Exercise details: Read the data below. Every line holding the string "trait" must be copied.

Exercise data:

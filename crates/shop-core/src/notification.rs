//! # Notification Channels
//!
//! Strategy trait for telling the customer about their order.
//! Notifications are sent by the caller, never by [`crate::Order`] itself.

use crate::error::OrderResult;
use crate::reporter::Reporter;
use std::sync::Arc;

/// Core trait for notification channel implementations.
pub trait NotificationChannel: Send + Sync {
    /// Send `message` and report it, prefixed by the channel.
    fn send_notification(&self, message: &str, reporter: &dyn Reporter) -> OrderResult<()> {
        tracing::debug!(channel = self.name(), "sending notification");
        reporter.report(&format!("{}{}", self.prefix(), message));
        Ok(())
    }

    /// Stable machine name, used for selection and logging.
    fn name(&self) -> &'static str;

    /// Text placed before the message.
    fn prefix(&self) -> &'static str;
}

/// Type alias for a shared notification channel (dynamic dispatch)
pub type SharedNotificationChannel = Arc<dyn NotificationChannel>;

/// Email notification
#[derive(Debug, Clone, Copy, Default)]
pub struct EmailNotification;

impl NotificationChannel for EmailNotification {
    fn name(&self) -> &'static str {
        "email"
    }

    fn prefix(&self) -> &'static str {
        "Email отправлен: "
    }
}

/// SMS notification
#[derive(Debug, Clone, Copy, Default)]
pub struct SmsNotification;

impl NotificationChannel for SmsNotification {
    fn name(&self) -> &'static str {
        "sms"
    }

    fn prefix(&self) -> &'static str {
        "SMS отправлено: "
    }
}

Response for this exercise:
//! Strategy trait for telling the customer about their order.
/// Core trait for notification channel implementations.
pub trait NotificationChannel: Send + Sync {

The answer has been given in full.